The moments when there's a sense of forgiving and reconciliation, we love it.
We get so touched.
The moments when there's gratitude, when we realize somebody's really on our team.
Those moments of the random acts of kindness.
And there's one shared cultural story that came to mind as I was reflecting that really fits in this.
and most of you are familiar with it,
and it's the 1914 Christmas truce.
And for those of you that might not remember,
there was an agreement,
and starting on Christmas Eve, the German,
and the British troops actually sang Christmas carols
to each other across the lines.
With the dawning of Christmas Day,
with the light of Christmas Day,
some German soldiers emerged in their trenches
and approached the Allied lines,
the no-man's land,
calling out Merry Christmas.
And at first the Allied soldiers feared it was a trick,
but then when they saw they were unarmed,
they all started shaking hands,
they exchanged presents of cigarettes and plum puddings,
and they sang carols and songs.
And this, of course,
it's now almost at a mythological level
because it speaks to something that is,
it transcends the conditioning,
and yet it so much matters to us.
that there's a basic quality of heart in all of us.
We love goodness, we do.
So when we see it in ourselves and others, that deepens trust.
And when we feel disconnection and we focus on violence, aggression, defendedness,
that reduces trust.
So let's look a little bit at how in our own lives we have come to be
at whatever level of trust or distrust we have, because we know it begins with our caregivers
that the first 18 months of our life are our primary time for the cultivation of trust.
So if our parents are dependable in meeting our needs, if they're attuned, if there's a resonance
field, and they meet our needs in a way that is present, so there's really good attachment bonding,
that cultivates trust. That gives us a groundwork. If the world's
undependable, we don't get responded to, in a very basic way, it's not there.
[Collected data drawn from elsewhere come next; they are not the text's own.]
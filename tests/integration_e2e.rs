//! End-to-end exercise of the five external operations: load a network,
//! snap points, and solve, following the scenarios in spec §8.

use tournet::api;
use tournet::geometry::Coordinate;
use tournet::session::SessionState;
use tournet::solvers::Algorithm;

const COLLINEAR_OSM: &str = r#"
    <osm version="0.6">
      <node id="1" lat="0.0" lon="-74.05"/>
      <node id="2" lat="0.0" lon="-74.04"/>
      <node id="3" lat="0.0" lon="-74.03"/>
      <node id="4" lat="0.0" lon="-74.02"/>
      <way id="100">
        <nd ref="1"/>
        <nd ref="2"/>
        <nd ref="3"/>
        <nd ref="4"/>
        <tag k="highway" v="residential"/>
      </way>
    </osm>
"#;

#[test]
fn loads_a_network_and_reports_bounds_and_stats() {
    let session = SessionState::new();
    let output = api::load_network(&session, COLLINEAR_OSM.as_bytes()).unwrap();
    assert_eq!(output.network_stats.nodes, 4);
    assert!(output.bounds.max_lon > output.bounds.min_lon);
    assert!(!output.network_geojson.features.is_empty());
}

#[test]
fn snap_points_requires_a_loaded_network() {
    let session = SessionState::new();
    let result = api::snap_points(&session, b"id,X,Y\n1,-74.04,0.0\n");
    assert!(result.is_err());
}

#[test]
fn full_pipeline_snaps_and_solves_a_collinear_chain_s3() {
    let session = SessionState::new();
    api::load_network(&session, COLLINEAR_OSM.as_bytes()).unwrap();

    // Points snapped at nodes 0 (-74.05), 1 (-74.04), and 3 (-74.02).
    let points_csv = b"id,X,Y\n0,-74.05,0.0\n1,-74.04,0.0\n2,-74.02,0.0\n";
    let (snapped, geojson) = api::snap_points(&session, points_csv).unwrap();
    assert_eq!(snapped.len(), 3);
    assert_eq!(geojson.features.len(), 9);

    let output = api::solve(&session, Algorithm::Exhaustive).unwrap();

    // On a straight chain, any 3 of 4 collinear points produce a closed
    // tour of twice the span covered by the outer two chosen points (the
    // path is walked out and back). Here that span is nodes 0..3.
    let n0 = Coordinate::new(-74.05, 0.0);
    let n1 = Coordinate::new(-74.04, 0.0);
    let n2 = Coordinate::new(-74.03, 0.0);
    let n3 = Coordinate::new(-74.02, 0.0);
    let full_span =
        n0.haversine_distance_m(&n1) + n1.haversine_distance_m(&n2) + n2.haversine_distance_m(&n3);
    assert!((output.route.total_length - 2.0 * full_span).abs() < 1e-6);
    assert_eq!(output.route.algorithm_tour_ids[0], 0);
    assert!(output.warning.is_none());
}

#[test]
fn solve_fails_cleanly_without_any_snapped_points() {
    let session = SessionState::new();
    api::load_network(&session, COLLINEAR_OSM.as_bytes()).unwrap();
    let result = api::solve(&session, Algorithm::Exhaustive);
    assert!(result.is_err());
}

#[test]
fn malformed_network_upload_is_rejected() {
    let session = SessionState::new();
    let result = api::load_network(&session, b"not xml");
    assert!(result.is_err());
}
I'll share with you one little cartoon I saw where a woman and her friend are having coffee.
Her son is on a ladder wearing goggles with his blowtorch and he's writing on the wall,
I need love.
And she's saying to her friend, oh, he's just doing that to get attention, you know.
So this is the primary domain with our caregivers.
but the messages that they give us all come through the culture.
And basically we're given these messages of how we should be.
And I just want to emphasize a little bit that our mistrust comes,
when we're given messages we should be different.
Criticism.
We're told there's something's wrong with us.
And it comes in all these different ways.
I mean, often it comes in the realm of how we should look,
how our body should look, the cultural standards for attractiveness, and we're just given
this message that we should be different in order to be appealing and it leaves huge numbers
of people constantly feeling a sense of a clutch that something's not okay and with that a
mistrust of themselves. Then we're given these standards for how we should behave very, very early,
ways that we should either be more cooperative or not too demanding or not so sensitive
or not so emotional or more sense or just told that.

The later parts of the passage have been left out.